Los europeos se involucran cada vez más directamente en el conflicto ucraniano - por Joaquín Rábago
Los europeos se involucran cada vez más directamente en el conflicto ucraniano
Por Joaquín Rábago
Según el primer ministro sueco, Ulf Kristensson, los europeos deberían ayudar a los ucranianos a guiar los drones con los que atacan a Rusia. Mientras tanto, su Gobierno confirmó la entrega a Ucrania de dieciséis cazas Gripen para su defensa.
Las minúsculas Repúblicas Bálticas han permitido el paso de drones ucranianos por su espacio aéreo, y si alguno cayó, como ha ocurrido, en su territorio, la culpa era sólo de Rusia, que con medios electrónicos los desvió aviesamente de su rumbo para que cayeran en territorio de la OTAN.
Algunos miembros de la Alianza Atlántica, los nórdicos y en especial los del Báltico, la nueva Europa” en palabras de Donald Rumsfeld, están cada vez más directamente implicados en la guerra de Ucrania. Sin olvidar por supuesto a la pérfida Albión y su servicio secreto el MI6.
¿Acaso ignoran la definición que se da en la resolución número 3314 de la ONU de lo que es agresión contra otro país? Agresión es también permitir la utilización a un país beligerante del propio territorio para agredir a un tercero.
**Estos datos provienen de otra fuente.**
//! # Harbor
//!
//! Host VST3 audio plugins from Rust.
//!
//! Harbor loads a plugin module, wires its component and controller,
//! negotiates buses and processing setup, and runs blocks of audio, MIDI
//! events and parameter automation through it.
//!
//! ## Architecture
//!
//! ```text
//! Your host
//!        ↓
//! PluginHandle (harbor-vst3)
//!        ↓
//! VST3 COM interfaces (IComponent, IAudioProcessor, IEditController)
//! ```
//!
//! ## Quick Start
//!
//! ```rust,ignore
//! use harbor::prelude::*;
//!
//! let host = HostContext::new(HostConfig::new().with_host_name("My Host"))?;
//! let mut synth = PluginHandle::load(&host, "/Library/Audio/Plug-Ins/VST3/Synth.vst3")?;
//! synth.setup_processing(44_100.0, 512)?;
//!
//! synth.send_note_on(0, 60, 100, 0)?;
//! let mut out = AudioBlock::new(synth.info().num_outputs, 512);
//! synth.process_block(&AudioBlock::new(0, 512), &mut out)?;
//! ```

// Re-export sub-crates
pub use harbor_core as core;

#[cfg(feature = "vst3")]
pub use harbor_vst3 as vst3_impl;

#[cfg(feature = "vst3")]
pub use harbor_vst3::{HostContext, Module, PluginHandle};

/// Prelude module for convenient imports.
///
/// ```rust,ignore
/// use harbor::prelude::*;
/// ```
pub mod prelude {
    pub use harbor_core::{
        // Lifecycle
        ActivationState,
        // Buffers
        AudioBlock,
        // Layout and metadata
        BusLayout, ParameterDescriptor, ParameterFlags, PluginInfo,
        // Configuration
        HostConfig, ProcessMode,
        // Errors
        HostError, HostResult, RangeError,
        // Events and automation
        EventQueue, MidiEvent, ParameterId, ParameterQueue, TimedEvent,
    };

    #[cfg(feature = "vst3")]
    pub use harbor_vst3::{ClassInfo, HostContext, Module, PluginHandle};
}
¿No es eso lo que hacen, por ejemplo, los Estados árabes del Golfo si permiten a Estados Unidos utilizar sus bases para atacar a Irán? ¿No los convierte automáticamente en agresores?
¿No es también convertirse en agresor permitir a operadores de drones ucranianos actuar desde el territorio de un país de la OTAN como puede ser Lituania?
La Unión Europea, que comenzó como un proyecto de paz, se ha convertido mientras tanto en una especie de OTAN bis, dispuesta a sustituir a la original si Estados Unidos finalmente se retirase de esa alianza militar, como amenaza Donald Trump.
Incluso tiene ahora un comisario de Defensa en la persona del político lituano Andrius Kubilius, que no deja de asustar a los europeos con el oso ruso.
“Putin podría estar preparado para agredir a un país de la OTAN”, afirma Kubilius mientras llama a fortalecer la industria militar europea, que para eso le pagan.
¿Se han olvidado nuestros dirigentes que la política de seguridad tiene, o al menos debería tener dos componentes: la defensa y la diplomacia? Ocurre que mientras se carga todo el peso en el primer pilar, se relega el segundo totalmente al olvido.
La palabra “diplomacia” es tabú en Europa. No la escucha uno nunca salir de boca de los políticos, pero tampoco preguntan por ella los medios. Y si alguien osa mencionarla, se ve inmediatamente tachado de “putinista”.
En alemán, por ejemplo, a quienes hablan de la necesidad del diálogo con el Kremlin se los llama “Putinversteher”, lo que se deriva del verbo “verstehen”, que significa “comprender”. Es decir, el que comprende a Rusia.
Pero ¿desde cuándo “comprender”, es decir, entender las razones del otro es algo condenable? ¿No es, por el contrario, requisito indispensable de la diplomacia? Comprender no es lo mismo que ser “comprensivo”. Pero no interesan ya los matices, sólo vale la brocha gorda.
¿Por qué se condena, por ejemplo, sin paliativos el último ataque masivo ruso a Ucrania con drones y misiles hipersónicos, pero no se menciona la masacre que habían llevado a cabo antes los ucranianos contra una residencia estudiantil en el Donbás y que resultó en muchas más muertes, además de adolescentes mientras dormían?
Los europeos no parecen comprender que tienen enfrente a una potencia nuclear que se siente a su vez amenazada por tanta retórica belicista. Y cuando digo “ los europeos”, me refiero a los gobiernos que no a los ciudadanos, a quienes no se ha consultado, como no se preguntó a suecos o finlandeses cuando sus gobiernos decidieron abandonar la neutralidad.
Hablar, por ejemplo, como han hecho algunos , de que la OTAN podría fácilmente, si se lo propusiera, tomar el control del exclave ruso de Kaliningrado es una irresponsable provocación. Rusia jamás lo toleraría y estaría incluso dispuesta a utilizar su arsenal atómico para evitarlo.
Europa no podría hacerlo en ningún caso sin Estados Unidos, y es muy de dudar que Washington fuese a venir al rescate de los europeos, arriesgándose a una guerra nuclear con un país que tiene incluso más bombas atómicas en su arsenal.
Que el presidente ucraniano, Volodímir Zelenski, haga todo lo posible por arrastrar a los europeos a su guerra con Rusia con el argumento de que su país está defendiendo a Europa y sus valores es entendible. No lo es en cambio que los gobiernos europeos acepten tan irresponsable envite.